Saturday, June 18, 2011

Zionist indoctrination assortment

-As someone who managed perfectly well to grow up Jewish, to go to my fair share of Hebrew school, and to miss the part where I was supposed to be indoctrinated in terms of what I was supposed to think about Israel, I never know what to make of the current proliferation of articles like this. I do know that the ridiculous all-caps comment that is at the time of my typing the only comment to the piece, whose author believes "JEWS SHOULD STAY UNITED BEHIND ISRAEL," before moving on to the topic of POGROMS, is not helping matters.

-Huh. (Via.) So maybe some Birthright trips are more about Zionist indoctrination, less about anti-intermarriage intervention. Clearly, as a Herzlophile who had just recently started dating the non-Jewish man who is now my husband, I picked the wrong trip.

-Thanks, David Schraub, for the shout-out in the comments at a Forward blog. As for the post itself, a defense of the Benedikt essay that I will try mightily not to mention any more after this post,* it unfortunately reinforces my impression of Benedikt as a kind of post-Zionist American-Jewish Sarah Palin crossed with Emily Gould-ian New Brooklyn overshare aesthetics. We're supposed to respect her decision to write "in an almost childlike voice," and to nod understandingly when she later explains that the point of the essay was "'definitely not to talk policy or really even politics.'" Why? On what basis are we giving the essay a second chance? Because "Allison is a friend" of the blogger. Well, in that case. Forget 'bad for the Jews.' This is bad for young women in or aspiring to be in opinion writing.

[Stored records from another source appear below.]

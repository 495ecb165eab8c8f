//! CLI command implementations.
//!
//! Command output goes to stdout; logs go to stderr.

#![allow(clippy::print_stdout)]

pub mod auth;
pub mod cart;
pub mod catalog;
pub mod checkout;
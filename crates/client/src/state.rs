//! Application context shared across commands.

use std::sync::{Arc, Mutex, PoisonError};

use tokio::task::JoinHandle;
use tracing::debug;

use crate::api::ApiClient;
use crate::auth::AuthService;
use crate::cart::CartStore;
use crate::catalog::Catalog;
use crate::checkout::Checkout;
use crate::config::ClientConfig;
use crate::session::{FileStorage, SessionStorage, SessionStore};

/// Stores and services wired together once per process.
///
/// This struct is cheaply cloneable via `Arc`; every clone hands out the
/// same stores.
#[derive(Clone)]
pub struct AppContext {
    inner: Arc<AppContextInner>,
}

struct AppContextInner {
    config: ClientConfig,
    api: ApiClient,
    session: SessionStore,
    cart: CartStore<ApiClient>,
    checkout: Checkout<ApiClient>,
    auth: AuthService<ApiClient>,
    catalog: Catalog,
    followers: Mutex<Vec<JoinHandle<()>>>,
}

impl std::fmt::Debug for AppContext {
    fn fmt(&self, f: &mut std::fmt::Formatter<'_>) -> std::fmt::Result {
        f.debug_struct("AppContext")
            .field("api", &self.inner.api)
            .field("session", &self.inner.session)
            .finish_non_exhaustive()
    }
}

impl AppContext {
    /// Build the context with file-backed session storage.
    ///
    /// Must be called within a Tokio runtime.
    #[must_use]
    pub fn new(config: ClientConfig) -> Self {
        let storage = FileStorage::new(config.session_dir.clone());
        Self::with_storage(config, storage)
    }

    /// Build the context over the given session storage.
    ///
    /// Must be called within a Tokio runtime.
    #[must_use]
    pub fn with_storage(config: ClientConfig, storage: impl SessionStorage + 'static) -> Self {
        let api = ApiClient::new(&config);
        let remote = Arc::new(api.clone());
        let session = SessionStore::new(storage);
        let cart = CartStore::new(Arc::clone(&remote), session.clone());
        let checkout = Checkout::new(
            Arc::clone(&remote),
            session.clone(),
            cart.clone(),
            config.default_country.clone(),
        );
        let auth = AuthService::new(remote, session.clone(), cart.clone());
        let catalog = Catalog::new(api.clone(), session.clone());
        let followers = vec![cart.follow_session(), checkout.follow_session()];

        Self {
            inner: Arc::new(AppContextInner {
                config,
                api,
                session,
                cart,
                checkout,
                auth,
                catalog,
                followers: Mutex::new(followers),
            }),
        }
    }

    #[must_use]
    pub fn config(&self) -> &ClientConfig {
        &self.inner.config
    }

    #[must_use]
    pub fn api(&self) -> &ApiClient {
        &self.inner.api
    }

    #[must_use]
    pub fn session(&self) -> &SessionStore {
        &self.inner.session
    }

    #[must_use]
    pub fn cart(&self) -> &CartStore<ApiClient> {
        &self.inner.cart
    }

    #[must_use]
    pub fn checkout(&self) -> &Checkout<ApiClient> {
        &self.inner.checkout
    }

    #[must_use]
    pub fn auth(&self) -> &AuthService<ApiClient> {
        &self.inner.auth
    }

    #[must_use]
    pub fn catalog(&self) -> &Catalog {
        &self.inner.catalog
    }

    /// Wait for background work (the post-order cart clear) and stop the
    /// session followers.
    pub async fn shutdown(&self) {
        self.inner.checkout.wait_for_background().await;

        let followers = std::mem::take(
            &mut *self
                .inner
                .followers
                .lock()
                .unwrap_or_else(PoisonError::into_inner),
        );
        for handle in followers {
            handle.abort();
        }
        debug!("Application context shut down");
    }
}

*But no promises, what with its Chua-esque way of sucking you in.

4 comments:

PG said...

Judging by "It’s a very effecting chronicle..." Ms. Beckerman is not putting herself out overmuch about how young women's writing is perceived.

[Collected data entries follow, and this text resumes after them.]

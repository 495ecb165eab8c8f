//! Session-related types.
//!
//! Types exchanged with the authentication endpoints and the record kept in
//! persistent storage between runs.

use serde::{Deserialize, Serialize};
use secrecy::ExposeSecret;

use crate::models::User;
use crate::session::BearerToken;

/// Authenticated session: who is logged in and their bearer credential.
#[derive(Debug, Clone)]
pub struct Session {
    pub user: User,
    pub token: BearerToken,
}

impl Session {
    /// Record written to persistent storage for this session.
    #[must_use]
    pub fn to_persisted(&self) -> PersistedSession {
        PersistedSession {
            user: self.user.clone(),
            token: self.token.secret().expose_secret().to_string(),
        }
    }
}

impl From<PersistedSession> for Session {
    fn from(record: PersistedSession) -> Self {
        Self {
            user: record.user,
            token: BearerToken::new(record.token),
        }
    }
}

/// On-disk session record, stored under [`keys::SESSION`].
#[derive(Clone, Serialize, Deserialize)]
pub struct PersistedSession {
    pub user: User,
    pub token: String,
}

impl std::fmt::Debug for PersistedSession {
    fn fmt(&self, f: &mut std::fmt::Formatter<'_>) -> std::fmt::Result {
        f.debug_struct("PersistedSession")
            .field("user", &self.user)
            .field("token", &"[REDACTED]")
            .finish()
    }
}

/// Response of the login and register endpoints.
#[derive(Clone, Deserialize)]
pub struct AuthResponse {
    pub user: User,
    pub access: String,
    #[serde(default)]
    pub refresh: Option<String>,
}

impl std::fmt::Debug for AuthResponse {
    fn fmt(&self, f: &mut std::fmt::Formatter<'_>) -> std::fmt::Result {
        f.debug_struct("AuthResponse")
            .field("user", &self.user)
            .field("access", &"[REDACTED]")
            .field("refresh", &self.refresh.as_ref().map(|_| "[REDACTED]"))
            .finish()
    }
}

/// Login request body.
#[derive(Clone, Serialize)]
pub struct LoginRequest {
    pub email: String,
    pub password: String,
}

impl std::fmt::Debug for LoginRequest {
    fn fmt(&self, f: &mut std::fmt::Formatter<'_>) -> std::fmt::Result {
        f.debug_struct("LoginRequest")
            .field("email", &self.email)
            .field("password", &"[REDACTED]")
            .finish()
    }
}

/// Registration request body.
#[derive(Clone, Serialize)]
pub struct RegisterRequest {
    pub email: String,
    pub password: String,
    pub first_name: String,
    pub last_name: String,
    #[serde(skip_serializing_if = "Option::is_none")]
    pub phone: Option<String>,
}

impl std::fmt::Debug for RegisterRequest {
    fn fmt(&self, f: &mut std::fmt::Formatter<'_>) -> std::fmt::Result {
        f.debug_struct("RegisterRequest")
            .field("email", &self.email)
            .field("password", &"[REDACTED]")
            .field("first_name", &self.first_name)
            .field("last_name", &self.last_name)
            .field("phone", &self.phone)
            .finish()
    }
}

/// Storage keys for persisted client state.
pub mod keys {
    /// Key for the persisted `{user, token}` session record.
    pub const SESSION: &str = "gbg_session";
}

#[cfg(test)]
#[allow(clippy::unwrap_used)]
mod tests {
    use super::*;

    #[test]
    fn test_auth_response_debug_redacts_tokens() {
        let response: AuthResponse = serde_json::from_value(serde_json::json!({
            "user": {"id": 1, "email": "amina@example.com"},
            "access": "header.super-secret-access.sig",
            "refresh": "super-secret-refresh"
        }))
        .unwrap();

        let debug = format!("{response:?}");
        assert!(debug.contains("amina@example.com"));
        assert!(!debug.contains("super-secret"));
    }

    #[test]
    fn test_persisted_session_roundtrip() {
        let record: PersistedSession = serde_json::from_value(serde_json::json!({
            "user": {"id": 3, "first_name": "Karim"},
            "token": "a.b.c"
        }))
        .unwrap();
        let session = Session::from(record);
        assert_eq!(session.token.secret().expose_secret(), "a.b.c");

        let persisted = session.to_persisted();
        let json = serde_json::to_value(&persisted).unwrap();
        assert_eq!(json["token"], "a.b.c");
        assert_eq!(json["user"]["first_name"], "Karim");
    }
}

the dishonesty and stupidity of American Jews in setting up the situation
The notion that a group has an obligation to present the negative claims about itself in order to ensure no one feels "tricked" is ridiculous. No Hindu ever told me about sati or (to stick with the present) even about the level of damage inflicted by the caste system. I found these true flaws from other sources, along with discovering the dishonestly negative view some hold of Hinduism, e.g. as presented in "Indiana Jones" or Chick tracts. In the modern age, no one lives in a bubble who doesn't prefer it.

And while I'm of course accepting and in some ways even encouraging of outmarriage, I find something a little ugly about a minority woman's marrying a man who despises her minority group and refusing even to argue back with him when he expresses those sentiments, but instead simply adopting them for herself. I certainly don't believe in a political litmus test for marriage -- I wouldn't be married right now if I did -- but the dynamics of both gender and minority status put a really bad taste in my mouth about Benedikt's intellectual submissiveness. Calling this a Beinart moment attempts to strip away the specific process by which Benedikt changed her views on Zionism -- a process that looks a lot more like (much as I loathe this terminology when used for individuals' relationships) intellectual colonialism than it resembles a self-directed search for truth.

Phoebe said...

PG,

Typos I can forgive. (I'd better, because I do double-check my own theres theirs and they'res.) Anyway, apparently Gal's a man. I remember that part of my Hebrew class in college was learning which Israeli names are male, which female. Never did get the hang of it.

But everything else, I agree with you 100%.

"In the modern age, no one lives in a bubble who doesn't prefer it."

Yes, yes, and yes. This is precisely where Benedikt's piece first lost me. Children are always learning, as they grow up, to be skeptical of certain aspects of their upbringings. Benedikt, going by the essay, never grew up intellectually, but just switched to letting her men rather than her parents tell her what to think. However, it's totally understandable that a child would have the politics of her parents, but not that an adult would cheerily adopt those of a SO or spouse.

"And while I'm of course accepting and in some ways even encouraging of outmarriage, I find something a little ugly about a minority woman's marrying a man who despises her minority group and refusing even to argue back with him when he expresses those sentiments, but instead simply adopting them for herself."

This, so many times over! Which is why I was so frustrated by the critics of hers who, in turn, accepted that this is what "marrying out" means. And I wanted to be like, here, see the photos from the delightful vacation I took to Tel Aviv with my now-husband when we were first dating. There are certainly bigots out there who somehow get off on dating members of their least favorite minority group, but they're the exception, and it's the responsibility of members of minority groups not to go and friggin' marry those people. Their responsibility, really, to themselves.

Erika D. said...

"I never know what to make of the current proliferation of articles...."

This is the crux of it for me. The outpouring. I find it maddening and depressing, and yet I'm having a hard time articulating a written response of my own. Summer project?

Phoebe said...

Erika,

What gets to me with these articles, among other things, is that each and every one presents itself as if it were the first. As though each writer is the very first American Jew to question what every other American Jew with a platform in the opinion press is saying. When it's like, everyone's Beinart, everyone center-to-left, even for a good while pre-Beinart! Maybe that could be a starting point?